しかし、価格回復の陰で市場心理は冷え込んだままです。暗号資産恐怖・貪欲指数は「極度の恐怖」レベルを維持。これは2022年のFTX破綻時以来の水準です。
史上2番目の「投げ売り」が示すもの
Bitwiseのアナリストによると、この1週間の87億ドルの損失実現は、3AC(スリーアローズキャピタル)破綻時に次ぐ規模です。これは典型的な「キャピテュレーション(投げ売り)」現象と見られています。
興味深いのは、ビットコイン保有企業の含み損が210億ドルから169億ドルに減少したことです。価格回復により帳簿上の損失は縮小しましたが、個人投資家の実現損失は膨らみ続けています。
これは何を意味するのでしょうか。「弱い手から強い手への供給移転」が進行中だとBitwiseは分析します。つまり、短期的な値動きに動揺する投資家から、長期保有を前提とする投資家へビットコインが移っているのです。
日本の投資家が直面する現実
日本の暗号資産投資家にとって、この状況は複雑です。円安進行により、ドル建てのビットコイン価格上昇は円建てでより大きな利益をもたらします。しかし、税制面での不利さが依然として重荷となっています。
日本の暗号資産税制は最大55%の累進課税。

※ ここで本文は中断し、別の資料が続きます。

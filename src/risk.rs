// =============================================================================
// Risk Gate — ordered pre-trade checks protecting capital
// =============================================================================
//
// Gates, evaluated short-circuit:
//   1. Daily realised-loss limit
//   2. Maximum daily trades
//   3. Session window [no_trade_before, no_trade_after]
//   4. Per-trade currency risk (may reduce size instead of denying)
//   5. Confluence minimum
//   6. Maximum concurrent positions
//
// Daily statistics reset automatically when the UTC date rolls over.
// =============================================================================

use chrono::{DateTime, Utc};
use parking_lot::RwLock;
use serde::{Deserialize, Serialize};
use tracing::{debug, info, warn};

use crate::config::RiskConfig;
use crate::selector::Decision;
use crate::session::SessionManager;
use crate::types::tick_value_for;

/// Outcome of a risk evaluation, consumed before order dispatch.
#[derive(Debug, Clone, Serialize, Deserialize)]
pub struct ExecutionRulesResult {
    pub allow: bool,
    pub size_multiplier: f64,
    pub reasons: Vec<String>,
}

impl ExecutionRulesResult {
    fn deny(reason: String) -> Self {
        Self {
            allow: false,
            size_multiplier: 0.0,
            reasons: vec![reason],
        }
    }
}

struct Inner {
    current_date: String,
    realized_loss_today: f64,
    trades_today: u32,
    open_positions: u32,
}

pub struct RiskGate {
    config: RiskConfig,
    min_confluence: f64,
    sessions: SessionManager,
    state: RwLock<Inner>,
}

impl RiskGate {
    pub fn new(config: RiskConfig, min_confluence: f64) -> Self {
        let sessions = SessionManager::from_risk_config(&config);
        info!(
            daily_loss_limit = config.daily_loss_limit,
            max_daily_trades = config.max_daily_trades,
            base_position_size = config.base_position_size,
            max_positions_concurrent = config.max_positions_concurrent,
            "risk gate initialised"
        );
        Self {
            config,
            min_confluence,
            sessions,
            state: RwLock::new(Inner {
                current_date: String::new(),
                realized_loss_today: 0.0,
                trades_today: 0,
                open_positions: 0,
            }),
        }
    }

    pub fn sessions(&self) -> &SessionManager {
        &self.sessions
    }

    /// Evaluate a decision against all gates. `now` is the event clock in
    /// epoch seconds.
    pub fn evaluate(&self, decision: &Decision, now: f64) -> ExecutionRulesResult {
        self.maybe_reset_daily(now);

        let Some(signal) = decision.signal.as_ref() else {
            return ExecutionRulesResult::deny("no signal attached".to_string());
        };

        let state = self.state.read();

        // 1. Daily realised loss.
        if state.realized_loss_today >= self.config.daily_loss_limit {
            let msg = format!(
                "daily loss limit reached: {:.2} >= {:.2}",
                state.realized_loss_today, self.config.daily_loss_limit
            );
            warn!(sym = %decision.symbol, "{msg}");
            return ExecutionRulesResult::deny(msg);
        }

        // 2. Daily trade count.
        if state.trades_today >= self.config.max_daily_trades {
            let msg = format!(
                "max daily trades reached: {} >= {}",
                state.trades_today, self.config.max_daily_trades
            );
            warn!(sym = %decision.symbol, "{msg}");
            return ExecutionRulesResult::deny(msg);
        }

        // 3. Session window.
        if !self.sessions.in_trading_window(now) {
            return ExecutionRulesResult::deny("outside trading window".to_string());
        }

        // 4. Per-trade currency risk; shrink before denying.
        let mut reasons = Vec::new();
        let mut size_multiplier = 1.0;
        let risk_per_contract = (signal.entry - signal.stop).abs()
            / crate::types::tick_size_for(&decision.symbol).max(f64::EPSILON)
            * tick_value_for(&decision.symbol);
        if risk_per_contract > 0.0 {
            let base_qty =
                (self.config.base_position_size as f64 * decision.position_sizing).floor();
            let planned_risk = risk_per_contract * base_qty.max(1.0);
            if risk_per_contract > self.config.max_risk_per_trade {
                return ExecutionRulesResult::deny(format!(
                    "per-trade risk {risk_per_contract:.2} exceeds limit {:.2} even for one contract",
                    self.config.max_risk_per_trade
                ));
            }
            if planned_risk > self.config.max_risk_per_trade {
                size_multiplier = self.config.max_risk_per_trade / planned_risk;
                reasons.push(format!(
                    "size reduced: planned risk {planned_risk:.2} > {:.2}",
                    self.config.max_risk_per_trade
                ));
            }
        }

        // 5. Confluence minimum.
        let confluence =
            (decision.strength_bn.abs() + 0.25 * decision.strength_mq.max(0.0)).clamp(0.0, 1.0);
        if confluence < self.min_confluence {
            return ExecutionRulesResult::deny(format!(
                "confluence {confluence:.2} below minimum {:.2}",
                self.min_confluence
            ));
        }

        // 6. Concurrent positions.
        if state.open_positions >= self.config.max_positions_concurrent {
            return ExecutionRulesResult::deny(format!(
                "max concurrent positions reached: {}",
                state.open_positions
            ));
        }

        debug!(
            sym = %decision.symbol,
            size_multiplier,
            confluence = format!("{confluence:.2}"),
            "risk gate passed"
        );
        ExecutionRulesResult {
            allow: true,
            size_multiplier,
            reasons,
        }
    }

    /// Final contract count for an allowed decision. Orders of quantity 0
    /// are suppressed by the caller.
    pub fn position_size(&self, decision: &Decision, rules: &ExecutionRulesResult) -> u32 {
        if !rules.allow || decision.hard_rules_triggered {
            return 0;
        }
        let qty = (self.config.base_position_size as f64
            * decision.position_sizing
            * rules.size_multiplier)
            .floor() as u32;
        qty.min(self.config.max_position_size)
    }

    /// Record an executed entry.
    pub fn record_trade(&self) {
        let mut s = self.state.write();
        s.trades_today += 1;
        s.open_positions += 1;
    }

    /// Record a realised close.
    pub fn record_close(&self, pnl: f64) {
        let mut s = self.state.write();
        s.open_positions = s.open_positions.saturating_sub(1);
        if pnl < 0.0 {
            s.realized_loss_today += -pnl;
        }
    }

    pub fn trades_today(&self) -> u32 {
        self.state.read().trades_today
    }

    fn maybe_reset_daily(&self, now: f64) {
        let date = DateTime::<Utc>::from_timestamp(now as i64, 0)
            .unwrap_or_else(Utc::now)
            .format("%Y-%m-%d")
            .to_string();
        {
            let s = self.state.read();
            if s.current_date == date {
                return;
            }
        }
        let mut s = self.state.write();
        // Double-check after taking the write lock.
        if s.current_date != date {
            if !s.current_date.is_empty() {
                info!(old_date = %s.current_date, new_date = %date, "risk counters reset");
            }
            s.current_date = date;
            s.realized_loss_today = 0.0;
            s.trades_today = 0;
        }
    }
}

一方、株式投資は20.315%の分離課税です。この格差が、日本の個人投資家の暗号資産への本格参入を阻んでいる可能性があります。
SBIや楽天といった日本の金融大手は暗号資産事業を拡大していますが、個人投資家の裾野拡大には制度改革が不可欠でしょう。
恐怖が生む売り圧力の連鎖
BitwiseのアナリストDanny Nelson氏は「市場の主要な推進力は恐怖だ。さらに下落するのではないかという恐怖」と指摘します。この恐怖心理が、価格上昇局面でも売り圧力を生み出している構図です。
投資家は価格回復を「売り逃げのチャンス」と捉えがちです。これが続く限り、持続的な上昇トレンドの形成は困難かもしれません。
一方で、週末の薄商いが現在の価格回復を支えているのも事実です。売り手の疲弊と、強固な信念を持つ投資家への供給移転が進めば、市場の安定化につながる可能性もあります。